_What you are asked to do_. Wherever the word "HistoryStoreConfig" shows up in the data, report the line it sits in.

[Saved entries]
══════
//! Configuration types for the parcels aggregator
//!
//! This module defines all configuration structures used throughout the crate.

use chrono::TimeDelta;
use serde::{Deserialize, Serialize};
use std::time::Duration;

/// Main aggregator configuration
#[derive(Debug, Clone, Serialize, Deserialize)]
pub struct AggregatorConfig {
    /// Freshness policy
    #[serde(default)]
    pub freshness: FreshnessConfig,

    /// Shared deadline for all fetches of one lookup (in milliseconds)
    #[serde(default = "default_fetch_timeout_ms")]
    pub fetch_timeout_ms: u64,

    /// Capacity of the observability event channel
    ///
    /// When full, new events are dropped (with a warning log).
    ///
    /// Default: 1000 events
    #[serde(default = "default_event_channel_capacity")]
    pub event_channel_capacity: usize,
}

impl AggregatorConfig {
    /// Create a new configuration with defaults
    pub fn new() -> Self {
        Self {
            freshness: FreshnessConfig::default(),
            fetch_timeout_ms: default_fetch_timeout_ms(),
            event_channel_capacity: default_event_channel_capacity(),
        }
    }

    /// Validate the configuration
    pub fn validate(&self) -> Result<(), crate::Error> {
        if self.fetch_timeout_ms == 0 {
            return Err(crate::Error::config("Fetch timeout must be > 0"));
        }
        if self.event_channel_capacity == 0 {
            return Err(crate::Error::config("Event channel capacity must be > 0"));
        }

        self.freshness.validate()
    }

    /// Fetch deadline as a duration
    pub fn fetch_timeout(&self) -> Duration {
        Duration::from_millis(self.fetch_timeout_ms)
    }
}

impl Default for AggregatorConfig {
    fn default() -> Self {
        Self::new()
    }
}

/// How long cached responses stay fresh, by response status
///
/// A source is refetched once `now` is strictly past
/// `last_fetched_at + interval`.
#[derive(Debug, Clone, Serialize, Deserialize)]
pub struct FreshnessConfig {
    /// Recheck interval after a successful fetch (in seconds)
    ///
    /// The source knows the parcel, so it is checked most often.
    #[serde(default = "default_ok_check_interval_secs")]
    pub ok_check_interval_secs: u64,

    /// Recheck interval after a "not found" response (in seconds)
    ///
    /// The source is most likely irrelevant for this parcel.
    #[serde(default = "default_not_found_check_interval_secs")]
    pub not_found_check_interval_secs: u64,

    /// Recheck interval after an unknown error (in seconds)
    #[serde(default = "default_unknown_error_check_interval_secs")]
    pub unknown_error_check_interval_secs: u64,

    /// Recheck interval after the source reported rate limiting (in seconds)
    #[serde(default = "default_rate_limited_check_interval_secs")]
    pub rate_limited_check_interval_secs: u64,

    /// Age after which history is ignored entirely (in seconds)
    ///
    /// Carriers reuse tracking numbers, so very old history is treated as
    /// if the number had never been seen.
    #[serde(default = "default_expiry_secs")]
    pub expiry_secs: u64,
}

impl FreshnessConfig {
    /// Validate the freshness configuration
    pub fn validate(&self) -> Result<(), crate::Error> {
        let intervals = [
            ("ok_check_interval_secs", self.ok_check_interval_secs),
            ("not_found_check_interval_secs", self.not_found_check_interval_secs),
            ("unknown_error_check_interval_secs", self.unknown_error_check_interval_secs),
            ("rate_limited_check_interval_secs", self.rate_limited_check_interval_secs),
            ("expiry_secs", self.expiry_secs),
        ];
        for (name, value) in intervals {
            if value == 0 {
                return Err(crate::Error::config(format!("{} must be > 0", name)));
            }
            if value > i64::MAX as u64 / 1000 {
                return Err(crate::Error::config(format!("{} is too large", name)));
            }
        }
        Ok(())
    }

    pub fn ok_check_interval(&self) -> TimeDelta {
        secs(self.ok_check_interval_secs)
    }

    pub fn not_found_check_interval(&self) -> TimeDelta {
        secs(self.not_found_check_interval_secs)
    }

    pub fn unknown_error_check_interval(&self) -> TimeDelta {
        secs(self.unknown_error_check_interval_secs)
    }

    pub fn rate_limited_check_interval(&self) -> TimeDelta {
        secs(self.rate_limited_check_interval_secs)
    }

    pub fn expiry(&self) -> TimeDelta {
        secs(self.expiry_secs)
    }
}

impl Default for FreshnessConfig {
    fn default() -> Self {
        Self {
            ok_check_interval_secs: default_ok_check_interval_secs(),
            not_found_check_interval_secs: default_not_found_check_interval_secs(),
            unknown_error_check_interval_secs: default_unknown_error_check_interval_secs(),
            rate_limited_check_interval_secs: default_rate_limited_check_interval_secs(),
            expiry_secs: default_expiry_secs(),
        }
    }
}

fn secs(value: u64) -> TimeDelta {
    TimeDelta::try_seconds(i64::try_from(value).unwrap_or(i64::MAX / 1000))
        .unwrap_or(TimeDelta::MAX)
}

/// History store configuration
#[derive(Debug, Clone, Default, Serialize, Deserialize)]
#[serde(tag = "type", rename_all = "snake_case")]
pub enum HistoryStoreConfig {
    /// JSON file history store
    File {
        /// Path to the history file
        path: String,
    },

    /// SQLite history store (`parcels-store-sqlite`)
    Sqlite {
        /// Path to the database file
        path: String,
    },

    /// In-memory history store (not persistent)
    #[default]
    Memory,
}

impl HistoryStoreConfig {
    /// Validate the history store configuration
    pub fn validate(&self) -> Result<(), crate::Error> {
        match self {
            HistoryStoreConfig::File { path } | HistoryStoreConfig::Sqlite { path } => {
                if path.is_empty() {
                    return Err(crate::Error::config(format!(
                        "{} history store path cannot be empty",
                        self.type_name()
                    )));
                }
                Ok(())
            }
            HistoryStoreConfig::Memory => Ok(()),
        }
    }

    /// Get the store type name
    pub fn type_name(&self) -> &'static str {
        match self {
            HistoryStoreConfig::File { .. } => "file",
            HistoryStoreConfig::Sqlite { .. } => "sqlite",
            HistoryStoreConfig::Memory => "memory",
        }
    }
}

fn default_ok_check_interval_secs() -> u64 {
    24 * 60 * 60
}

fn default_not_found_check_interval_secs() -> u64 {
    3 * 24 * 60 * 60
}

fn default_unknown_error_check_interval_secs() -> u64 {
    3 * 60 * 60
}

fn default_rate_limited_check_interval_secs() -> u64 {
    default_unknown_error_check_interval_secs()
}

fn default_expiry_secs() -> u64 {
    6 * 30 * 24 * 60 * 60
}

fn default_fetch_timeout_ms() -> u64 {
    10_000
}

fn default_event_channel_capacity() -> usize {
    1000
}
══════
_Solution to the problem_.
pub enum HistoryStoreConfig {
impl HistoryStoreConfig {
            HistoryStoreConfig::File { path } | HistoryStoreConfig::Sqlite { path } => {
            HistoryStoreConfig::Memory => Ok(()),
            HistoryStoreConfig::File { .. } => "file",
            HistoryStoreConfig::Sqlite { .. } => "sqlite",
            HistoryStoreConfig::Memory => "memory",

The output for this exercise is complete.